** Given records follows **

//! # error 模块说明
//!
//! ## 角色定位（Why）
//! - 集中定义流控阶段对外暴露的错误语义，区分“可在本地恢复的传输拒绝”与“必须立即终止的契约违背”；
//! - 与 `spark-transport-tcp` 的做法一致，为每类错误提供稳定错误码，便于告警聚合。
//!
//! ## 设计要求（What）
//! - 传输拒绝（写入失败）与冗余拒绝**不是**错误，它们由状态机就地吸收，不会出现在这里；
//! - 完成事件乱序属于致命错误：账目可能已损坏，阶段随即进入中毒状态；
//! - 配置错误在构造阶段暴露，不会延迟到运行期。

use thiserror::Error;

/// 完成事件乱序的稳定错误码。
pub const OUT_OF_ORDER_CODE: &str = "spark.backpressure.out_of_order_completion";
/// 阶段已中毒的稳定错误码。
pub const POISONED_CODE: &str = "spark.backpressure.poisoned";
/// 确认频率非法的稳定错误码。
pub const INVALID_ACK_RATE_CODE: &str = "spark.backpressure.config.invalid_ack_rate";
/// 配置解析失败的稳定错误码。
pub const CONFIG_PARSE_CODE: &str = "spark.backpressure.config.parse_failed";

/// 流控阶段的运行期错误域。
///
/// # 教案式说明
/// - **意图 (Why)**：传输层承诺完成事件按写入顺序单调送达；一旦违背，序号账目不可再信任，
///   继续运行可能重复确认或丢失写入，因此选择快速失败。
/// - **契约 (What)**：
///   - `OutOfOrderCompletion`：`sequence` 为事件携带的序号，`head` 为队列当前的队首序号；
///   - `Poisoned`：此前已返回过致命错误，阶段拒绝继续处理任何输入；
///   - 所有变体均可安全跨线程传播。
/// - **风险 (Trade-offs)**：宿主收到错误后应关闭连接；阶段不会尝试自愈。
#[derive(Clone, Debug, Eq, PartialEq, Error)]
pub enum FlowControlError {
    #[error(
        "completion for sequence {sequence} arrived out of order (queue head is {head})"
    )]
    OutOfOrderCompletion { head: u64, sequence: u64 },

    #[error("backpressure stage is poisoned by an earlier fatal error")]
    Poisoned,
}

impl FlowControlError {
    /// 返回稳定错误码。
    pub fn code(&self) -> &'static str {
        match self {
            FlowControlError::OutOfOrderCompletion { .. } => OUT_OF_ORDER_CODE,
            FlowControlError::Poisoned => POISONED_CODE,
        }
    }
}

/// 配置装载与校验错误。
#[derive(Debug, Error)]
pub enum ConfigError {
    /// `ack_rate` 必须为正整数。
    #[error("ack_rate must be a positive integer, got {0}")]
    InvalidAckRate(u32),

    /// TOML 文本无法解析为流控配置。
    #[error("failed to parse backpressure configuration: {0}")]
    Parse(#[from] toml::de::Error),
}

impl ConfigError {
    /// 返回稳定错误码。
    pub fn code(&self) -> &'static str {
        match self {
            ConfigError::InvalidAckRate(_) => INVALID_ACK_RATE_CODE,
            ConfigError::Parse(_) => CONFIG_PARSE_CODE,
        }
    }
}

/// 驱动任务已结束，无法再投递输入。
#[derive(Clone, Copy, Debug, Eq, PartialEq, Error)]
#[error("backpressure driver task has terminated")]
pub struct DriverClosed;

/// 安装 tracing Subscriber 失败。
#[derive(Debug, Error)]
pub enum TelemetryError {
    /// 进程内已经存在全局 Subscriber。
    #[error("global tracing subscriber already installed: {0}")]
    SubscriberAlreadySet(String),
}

** End of Given records **
** Given records follows **

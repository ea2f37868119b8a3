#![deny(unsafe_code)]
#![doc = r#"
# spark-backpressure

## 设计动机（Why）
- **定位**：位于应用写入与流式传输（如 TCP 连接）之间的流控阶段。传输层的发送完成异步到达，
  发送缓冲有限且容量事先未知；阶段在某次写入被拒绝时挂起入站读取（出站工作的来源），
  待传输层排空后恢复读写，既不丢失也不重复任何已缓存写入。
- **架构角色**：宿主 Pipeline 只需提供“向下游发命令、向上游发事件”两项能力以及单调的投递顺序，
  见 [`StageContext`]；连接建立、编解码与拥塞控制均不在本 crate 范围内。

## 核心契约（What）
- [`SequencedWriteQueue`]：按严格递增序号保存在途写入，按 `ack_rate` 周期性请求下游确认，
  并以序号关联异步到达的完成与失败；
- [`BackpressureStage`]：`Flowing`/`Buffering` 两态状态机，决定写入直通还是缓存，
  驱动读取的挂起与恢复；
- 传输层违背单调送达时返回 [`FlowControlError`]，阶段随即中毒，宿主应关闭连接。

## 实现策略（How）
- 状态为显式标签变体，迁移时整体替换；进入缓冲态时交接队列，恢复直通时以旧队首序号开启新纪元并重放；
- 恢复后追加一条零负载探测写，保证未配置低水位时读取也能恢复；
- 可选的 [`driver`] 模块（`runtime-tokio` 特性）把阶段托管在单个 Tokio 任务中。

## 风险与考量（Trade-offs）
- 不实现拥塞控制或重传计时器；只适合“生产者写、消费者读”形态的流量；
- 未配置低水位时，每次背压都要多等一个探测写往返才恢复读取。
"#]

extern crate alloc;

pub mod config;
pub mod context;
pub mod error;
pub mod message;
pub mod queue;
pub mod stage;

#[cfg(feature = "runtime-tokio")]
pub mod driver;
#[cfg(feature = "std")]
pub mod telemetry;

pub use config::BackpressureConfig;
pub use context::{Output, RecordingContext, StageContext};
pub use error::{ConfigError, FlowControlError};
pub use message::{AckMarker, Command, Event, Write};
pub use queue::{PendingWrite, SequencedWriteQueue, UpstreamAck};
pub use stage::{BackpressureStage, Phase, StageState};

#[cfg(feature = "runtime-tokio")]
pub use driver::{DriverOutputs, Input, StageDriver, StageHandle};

** End of Given records **

Copy all lines from the data above that contain the word "derive".

#[derive(Clone, Debug, Eq, PartialEq, Error)]
#[derive(Debug, Error)]
#[derive(Clone, Copy, Debug, Eq, PartialEq, Error)]
#[derive(Debug, Error)]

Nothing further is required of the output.